Остановившись перед дверями, я заглядываю в лицо Сэтору, смотрю вопросительно на Чотжара. Но мужчины лишь ещё больше мрачнеют.
− Они сознались, Лина, − хмуро произносит Сэтору. − Мой дядя пытался тебя выкрасть, чтобы помешать тебе вернуть императоров и чтобы заполучить в свои руки наследников, как только они родятся. Это слышало множество свидетелей. Твой народ ждёт справедливого приговора. Если преступникам дать сейчас поблажку, все воспримут это как слабость не только твою, но и Правящего Дома, даже как мою, поскольку я твой приближённый советник, а преступники принадлежат к моему Дому. Но ты можешь сейчас позволить мне вынести тебя якобы бесчувственную на руках и принять это решение вместо тебя. Никто не осудит в такой ситуации. Если желаешь выйти сама, решение тоже придётся принимать самой.

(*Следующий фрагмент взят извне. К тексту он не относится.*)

//! Face → triangles: lookup, cull test, near clip, projection, fan split.

use glam::{Vec2, Vec3};
use smallvec::SmallVec;

use super::clip::{ClipPolygon, ClipVertex, clip_near};
use super::projection::Projector;
use super::types::{FrameStats, Triangle, TriangleArena};
use crate::world::{Camera, Face, Surface};

/// Cull only when the face points away by more than this. Slightly negative
/// so faces seen almost edge-on survive.
pub const BACKFACE_THRESHOLD: f32 = -0.05;

/// Normal used when a face's first three corners are collinear (world up).
pub const DEFAULT_NORMAL: Vec3 = Vec3::Z;

/// Everything about the current view a face needs.
#[derive(Clone, Copy, Debug)]
pub struct FaceView<'a> {
    pub camera: &'a Camera,
    pub projector: &'a Projector,
    pub backface_culling: bool,
}

/// Scratch buffers reused across faces.
#[derive(Default)]
pub struct FaceScratch {
    corners: SmallVec<[ClipVertex; 8]>,
    clipped: ClipPolygon,
    screen: SmallVec<[(Vec2, f32); 8]>,
}

/// Unit normal of `(b - a) × (c - a)` in world space, [`DEFAULT_NORMAL`]
/// when degenerate.
pub fn face_normal(a: Vec3, b: Vec3, c: Vec3) -> Vec3 {
    (b - a).cross(c - a).try_normalize().unwrap_or(DEFAULT_NORMAL)
}

/// Backface test on camera-space corners.
///
/// Camera space `(depth, right, up)` is left-handed, so the outward normal
/// of a counter-clockwise face is `(c - a) × (b - a)` there. The face is a
/// back face when that normal points away from the eye (at the origin) by
/// more than [`BACKFACE_THRESHOLD`].
pub fn is_backface(a: Vec3, b: Vec3, c: Vec3) -> bool {
    let Some(normal) = (c - a).cross(b - a).try_normalize() else {
        return false;
    };
    let centroid = (a + b + c) / 3.0;
    let Some(to_eye) = (-centroid).try_normalize() else {
        return false;
    };
    normal.dot(to_eye) < BACKFACE_THRESHOLD
}

/// Fan `(0, i, i + 1)` over an `n`-gon.
#[inline]
pub fn fan(n: usize) -> impl Iterator<Item = [usize; 3]> {
    (1..n.saturating_sub(1)).map(|i| [0, i, i + 1])
}

/// Turn one face into triangles and push them into `arena`.
///
/// Degenerate faces (fewer than three valid indices, fully clipped, beyond
/// the far plane, unprojectable) are dropped and counted in `stats.clipped`.
#[allow(clippy::too_many_arguments)]
pub fn triangulate_face(
    face: &Face,
    vertices: &[Vec3],
    surface: Surface,
    mesh: usize,
    view: &FaceView<'_>,
    scratch: &mut FaceScratch,
    arena: &mut TriangleArena,
    stats: &mut FrameStats,
) {
    stats.faces += 1;

    scratch.corners.clear();
    scratch.corners.extend(
        face.indices
            .iter()
            .filter_map(|&i| vertices.get(i))
            .map(|&world| ClipVertex {
                cam: view.camera.to_cam(world),
                world,
            }),
    );
    if scratch.corners.len() < 3 {
        stats.clipped += 1;
        return;
    }

    let [a, b, c] = [&scratch.corners[0], &scratch.corners[1], &scratch.corners[2]];
    let normal = face_normal(a.world, b.world, c.world);
    let culled = view.backface_culling && is_backface(a.cam, b.cam, c.cam);

    // far plane: rejection only
    let far = view.projector.far();
    if scratch.corners.iter().all(|v| v.cam.x >= far) {
        stats.clipped += 1;
        return;
    }

    clip_near(&scratch.corners, view.projector.near(), &mut scratch.clipped);
    if scratch.clipped.is_empty() {
        stats.clipped += 1;
        return;
    }

    scratch.screen.clear();
    for v in &scratch.clipped {
        match view.projector.project_camera_point(v.cam) {
            Some(p) => scratch.screen.push((p.pos, p.depth)),
            None => {
                stats.clipped += 1;
                return;
            }
        }
    }

    if culled {
        stats.culled += 1;
    }

    for [i, j, k] in fan(scratch.clipped.len()) {
        let depths = [scratch.screen[i].1, scratch.screen[j].1, scratch.screen[k].1];
        arena.push(Triangle {
            screen: [scratch.screen[i].0, scratch.screen[j].0, scratch.screen[k].0],
            depths,
            world: [
                scratch.clipped[i].world,
                scratch.clipped[j].world,
                scratch.clipped[k].world,
            ],
            normal,
            surface,
            sort_key: (depths[0] + depths[1] + depths[2]) / 3.0,
            culled,
            colour: 0,
            mesh,
        });
        stats.triangles += 1;
    }
}
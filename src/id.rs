//! Code for handling IDs
use anyhow::{Context, Result};
use indexmap::{IndexMap, IndexSet};
use std::borrow::Borrow;
use std::fmt::Display;
use std::hash::Hash;

/// A trait alias for ID types
pub trait IDLike:
    Eq + Hash + Borrow<str> + Clone + Display + Ord + for<'a> From<&'a str>
{
}

macro_rules! define_id_type {
    ($name:ident) => {
        #[derive(
            Clone,
            std::hash::Hash,
            PartialEq,
            Eq,
            PartialOrd,
            Ord,
            serde::Deserialize,
            serde::Serialize,
            Debug,
        )]
        #[doc = concat!("An ID type (`", stringify!($name), "`)")]
        pub struct $name(pub std::sync::Arc<str>);

        impl std::borrow::Borrow<str> for $name {
            fn borrow(&self) -> &str {
                &self.0
            }
        }

        impl std::fmt::Display for $name {
            fn fmt(&self, f: &mut std::fmt::Formatter) -> std::fmt::Result {
                write!(f, "{}", self.0)
            }
        }

        impl From<&str> for $name {
            fn from(s: &str) -> Self {
                $name(s.into())
            }
        }

        impl From<String> for $name {
            fn from(s: String) -> Self {
                $name(s.into())
            }
        }

        impl $name {
            /// Get the ID as a string slice
            pub fn as_str(&self) -> &str {
                &self.0
            }

            /// Whether the ID is an empty string
            pub fn is_empty(&self) -> bool {
                self.0.is_empty()
            }
        }

        impl crate::id::IDLike for $name {}
    };
}
pub(crate) use define_id_type;

/// Indicates that the struct has an ID field
pub trait HasID<ID: IDLike> {
    /// Get the struct's ID
    fn get_id(&self) -> &ID;
}

/// Implement the `HasID` trait for the given type, assuming it has a field called `id`
macro_rules! define_id_getter {
    ($type:ty, $id_ty:ty) => {
        impl crate::id::HasID<$id_ty> for $type {
            fn get_id(&self) -> &$id_ty {
                &self.id
            }
        }
    };
}
pub(crate) use define_id_getter;

/// A data structure containing a set of IDs
pub trait IDCollection<ID: IDLike> {
    /// Get the ID from the collection by its string representation.
    ///
    /// # Returns
    ///
    /// A copy of the ID in `self`, or an error if not found.
    fn get_id(&self, id: &str) -> Result<&ID>;
}

impl<ID: IDLike> IDCollection<ID> for IndexSet<ID> {
    fn get_id(&self, id: &str) -> Result<&ID> {
        self.get(id).with_context(|| format!("Unknown ID {id} found"))
    }
}

impl<ID: IDLike, V> IDCollection<ID> for IndexMap<ID, V> {
    fn get_id(&self, id: &str) -> Result<&ID> {
        let (found, _) = self
            .get_key_value(id)
            .with_context(|| format!("Unknown ID {id} found"))?;
        Ok(found)
    }
}
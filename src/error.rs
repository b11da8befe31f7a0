//! Errors raised by the calculation engine.
//!
//! All of these stem from invalid input data, so none of them are worth retrying.
use crate::building::BuildingTypeID;
use crate::curve::CurveError;
use crate::energy_carrier::EnergyCarrierID;
use crate::energy_system::{CostCategory, CurveScale, EnergySystemID};
use crate::measure::{MeasureCategory, MeasureID};
use thiserror::Error;

/// An error which stops the calculation for a scenario
#[derive(Error, Debug, Clone, PartialEq)]
pub enum EngineError {
    /// A cost curve could not be interpolated
    #[error("Invalid {scale} {category} curve for energy system {system_id}")]
    Curve {
        /// The system owning the curve
        system_id: EnergySystemID,
        /// Which part of the system the curve is for
        scale: CurveScale,
        /// Which cost the curve describes
        category: CostCategory,
        /// What is wrong with the curve
        #[source]
        source: CurveError,
    },
    /// A scenario refers to an energy system which is not in the project
    #[error("Energy system {0} not found")]
    MissingEnergySystem(EnergySystemID),
    /// A scenario refers to a building measure which is not in the project
    #[error("Building measure {0} not found")]
    MissingBuildingMeasure(MeasureID),
    /// A scenario refers to a building type which is not in the project
    #[error("Building type {0} not found")]
    MissingBuildingType(BuildingTypeID),
    /// An energy system refers to an energy carrier which is not in the project
    #[error("Energy carrier {carrier_id} for energy system {system_id} not found")]
    MissingEnergyCarrier {
        /// The system referring to the carrier
        system_id: EnergySystemID,
        /// The unknown carrier
        carrier_id: EnergyCarrierID,
    },
    /// An energy system cannot be sized with its current parameters
    #[error("Invalid energy system {system_id}: {reason}")]
    InvalidEnergySystem {
        /// The offending system
        system_id: EnergySystemID,
        /// What is wrong with it
        reason: String,
    },
    /// A building measure cannot be applied with its current parameters
    #[error("Invalid building measure {measure_id}: {reason}")]
    InvalidBuildingMeasure {
        /// The offending measure
        measure_id: MeasureID,
        /// What is wrong with it
        reason: String,
    },
    /// A system category outside of centralized, decentralized and none
    #[error("Unknown energy system category '{0}'")]
    UnknownSystemCategory(String),
    /// A measure was selected for a category it does not belong to
    #[error("Building measure {measure_id} is a {actual} measure but was selected as {expected}")]
    MeasureCategoryMismatch {
        /// The measure selected
        measure_id: MeasureID,
        /// The category it was selected for
        expected: MeasureCategory,
        /// The measure's own category
        actual: MeasureCategory,
    },
}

О небо, как же мне хочется согласиться, позволить ему действовать сейчас от моего имени, спрятаться на могучей груди от ужасающей реальности. Но я императрица, и мне не годится перекладывать ответственность за такие решения на мужские плечи только потому, что я ещё ни разу не судила преступников и никого не приговаривала к смерти.
− Нет, я… я сама должна справиться с этим, − произношу со вздохом. И шагаю к массивной двери, собирая все внутренние силы, чтобы подготовиться к тому, что увижу.
Городская площадь теперь очень отличается от той, на которую я прибыла всего час, или пару часов назад. Одно из воздушных белоснежных зданий разрушено, стены из белого композита оплавлены, везде валяются обломки. Видны горящие шаттлы. В воздухе ощущается запах гари и крови. А толпа горожан, которая ранее приветствовала меня с радостными лицами, теперь напирает на цепь из вооружённых джа-анов с яростными криками и требованиями расправы.